Под видом культа женственности нам преподносят настоящее унижение, гнусное и циничное разложение женственности. «Обожая» тело — оскверняют его. «Воспевая» женщину — оскорбляют ее этим воспеванием. Женщина в спектакле — а оглянитесь вокруг! Посмотрите на календари, плакаты, рекламы фильмов, приглашения на эротический спектакль во время комсомольского праздника во Дворце молодежи и т. д. — существует только «как материал для мелкого развратика» разных особей мужского пола.

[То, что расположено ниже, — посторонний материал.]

#![deny(unsafe_code)]

//! Boundary to the hosted completion service.
use std::sync::Arc;

mod model;
mod provider;
mod rig_adapter;

pub use model::{DEFAULT_OPENAI_MODEL, Model, default_openai_models};
pub use provider::{
    CompletionRequest, LlmProvider, ProviderConfig, ProviderError, ProviderMessage,
    ProviderResult, Role,
};
pub use rig_adapter::{RIG_OPENAI_PROVIDER_ID, RigProviderAdapter};

pub fn create_provider(mut config: ProviderConfig) -> ProviderResult<Arc<dyn LlmProvider>> {
    if config.provider_id.trim().is_empty() {
        config.provider_id = RIG_OPENAI_PROVIDER_ID.to_string();
    }

    match config.provider_id.as_str() {
        "openai" | "rig-openai" => {
            config.provider_id = RIG_OPENAI_PROVIDER_ID.to_string();
            Ok(Arc::new(RigProviderAdapter::new(config)?))
        }
        _ => Err(ProviderError::UnsupportedProvider {
            stage: "create-provider",
            provider_id: config.provider_id,
        }),
    }
}
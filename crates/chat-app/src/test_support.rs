use std::collections::VecDeque;
use std::sync::Mutex;

use futures::future::BoxFuture;
use paperwhisperer_llm::{
    CompletionRequest, DEFAULT_OPENAI_MODEL, LlmProvider, Model, ProviderError, ProviderMessage,
    ProviderResult,
};

/// Completion service double that replays queued replies and records every
/// request it receives.
pub struct ScriptedProvider {
    replies: Mutex<VecDeque<ProviderResult<String>>>,
    requests: Mutex<Vec<CompletionRequest>>,
}

impl ScriptedProvider {
    pub fn new(replies: Vec<ProviderResult<String>>) -> Self {
        Self {
            replies: Mutex::new(replies.into()),
            requests: Mutex::new(Vec::new()),
        }
    }

    pub fn replying<I, S>(replies: I) -> Self
    where
        I: IntoIterator<Item = S>,
        S: Into<String>,
    {
        Self::new(replies.into_iter().map(|reply| Ok(reply.into())).collect())
    }

    pub fn failing() -> Self {
        Self::new(vec![Err(Self::empty_completion())])
    }

    pub fn empty_completion() -> ProviderError {
        ProviderError::EmptyCompletion {
            stage: "scripted",
            model_id: DEFAULT_OPENAI_MODEL.to_string(),
        }
    }

    pub fn requests(&self) -> Vec<CompletionRequest> {
        self.requests.lock().expect("requests lock").clone()
    }
}

impl LlmProvider for ScriptedProvider {
    fn id(&self) -> &str {
        "scripted"
    }

    fn name(&self) -> &str {
        "Scripted"
    }

    fn default_model(&self) -> &str {
        DEFAULT_OPENAI_MODEL
    }

    fn known_models(&self) -> &[Model] {
        &[]
    }

    fn complete<'a>(
        &'a self,
        request: CompletionRequest,
    ) -> BoxFuture<'a, ProviderResult<ProviderMessage>> {
        self.requests.lock().expect("requests lock").push(request);
        let next = self
            .replies
            .lock()
            .expect("replies lock")
            .pop_front()
            .unwrap_or_else(|| Err(Self::empty_completion()));
        Box::pin(async move { next.map(ProviderMessage::assistant) })
    }
}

…И снова на сцене зажигается красный фонарь, увеличивая счет мужчин в жизни женщины. В этой жизни авторы спектакля не видят ни вины, не беды. «Хорошего нет, и плохого нет. Только победа», — отрекомендует свой мир продажной любви сама героиня «Нашего Декамерона». Все нормальненько, дорогой читатель! Это твой образ, дорогая современница, сидящая в зрительном зале, «воспевают» на ермоловской сцене. Современная женщина — проститутка. Вот глобальный вывод из ряда спектаклей столичного театра, кинематографа, телероликов. Ну чем, скажите, чем, отличается непроститутка, замужняя дама Инга или мужняя жена Катя в «Спортивных сценах» от проститутки Маши Ивановой?! То же бесстыдство и смена партнеров; та же похоть «бессердечной дряни»; та же взаимная ненависть женщины и мужчины.

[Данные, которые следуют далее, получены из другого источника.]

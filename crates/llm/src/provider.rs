use futures::future::BoxFuture;
use snafu::Snafu;

use super::model::Model;

/// Chat speaker role.
#[derive(Debug, Clone, Copy, PartialEq, Eq, Hash)]
pub enum Role {
    System,
    User,
    Assistant,
}

impl Role {
    pub fn as_str(self) -> &'static str {
        match self {
            Self::System => "system",
            Self::User => "user",
            Self::Assistant => "assistant",
        }
    }
}

#[derive(Debug, Clone, PartialEq, Eq)]
pub struct ProviderConfig {
    pub provider_id: String,
    pub api_key: String,
    pub endpoint: String,
}

impl ProviderConfig {
    pub fn new(
        provider_id: impl Into<String>,
        api_key: impl Into<String>,
        endpoint: impl Into<String>,
    ) -> Self {
        Self {
            provider_id: provider_id.into().trim().to_string(),
            api_key: api_key.into().trim().to_string(),
            endpoint: endpoint.into().trim().to_string(),
        }
    }
}

#[derive(Debug, Clone, PartialEq, Eq)]
pub struct ProviderMessage {
    pub role: Role,
    pub content: String,
}

impl ProviderMessage {
    pub fn new(role: Role, content: impl Into<String>) -> Self {
        Self {
            role,
            content: content.into(),
        }
    }

    pub fn assistant(content: impl Into<String>) -> Self {
        Self::new(Role::Assistant, content)
    }
}

/// One round trip to the completion service: the full transcript so far,
/// in order, including the seeded system message.
#[derive(Debug, Clone, PartialEq)]
pub struct CompletionRequest {
    pub model_id: String,
    pub messages: Vec<ProviderMessage>,
    pub temperature: Option<f64>,
    pub max_tokens: Option<u64>,
}

impl CompletionRequest {
    pub fn new(model_id: impl Into<String>, messages: Vec<ProviderMessage>) -> Self {
        Self {
            model_id: model_id.into(),
            messages,
            temperature: None,
            max_tokens: None,
        }
    }

    pub fn with_temperature(mut self, temperature: f64) -> Self {
        self.temperature = Some(temperature);
        self
    }

    pub fn with_max_tokens(mut self, max_tokens: u64) -> Self {
        self.max_tokens = Some(max_tokens);
        self
    }
}

pub type ProviderResult<T> = Result<T, ProviderError>;

#[derive(Debug, Snafu)]
#[snafu(visibility(pub(crate)))]
pub enum ProviderError {
    #[snafu(display("missing API key for provider '{provider_id}'"))]
    MissingApiKey {
        stage: &'static str,
        provider_id: String,
    },
    #[snafu(display("provider '{provider_id}' is not supported"))]
    UnsupportedProvider {
        stage: &'static str,
        provider_id: String,
    },
    #[snafu(display("completion request for model '{model_id}' has no user or assistant messages"))]
    EmptyMessageSet {
        stage: &'static str,
        model_id: String,
    },
    #[snafu(display("http client failed on `{stage}`, {source}"))]
    HttpClient {
        stage: &'static str,
        source: rig::http_client::Error,
    },
    #[snafu(display("completions failed on `{stage}`, {source}"))]
    CompletionsFailed {
        stage: &'static str,
        source: rig::completion::CompletionError,
    },
    #[snafu(display("model '{model_id}' returned an empty reply"))]
    EmptyCompletion {
        stage: &'static str,
        model_id: String,
    },
}

pub trait LlmProvider: Send + Sync {
    fn id(&self) -> &str;
    fn name(&self) -> &str;
    fn default_model(&self) -> &str;
    fn known_models(&self) -> &[Model];

    /// Sends the request and resolves to the single assistant message the
    /// service replied with.
    fn complete<'a>(
        &'a self,
        request: CompletionRequest,
    ) -> BoxFuture<'a, ProviderResult<ProviderMessage>>;
}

Тело женщины представляется только в качестве соблазнительном и обольстительном. И под этой «приятнейшей формой» вносится убийственный яд для души. Здесь оскорбляется все, что составляет жизнь женщины, а ее природное предназначение исчерпывается мужским интересом к тому, что под платьем. Эталоном женской красоты в современной культуре выступает «красота блудницы»! И не входят в нее за ненадобностью ни женская верность, ни доброта, ни душевная чистота и светлость, ни ласковость будущего материнства. Такие «шедевры» искусства разрушают женщину и утверждают циничную «мужскую позицию» по отношению к ней, унижая тем самым и мужское, в котором женщине предназначено искать опоры и надежности. Клеветнически и пакостно представляет женщину столичный культурный центр. Спасите женщину!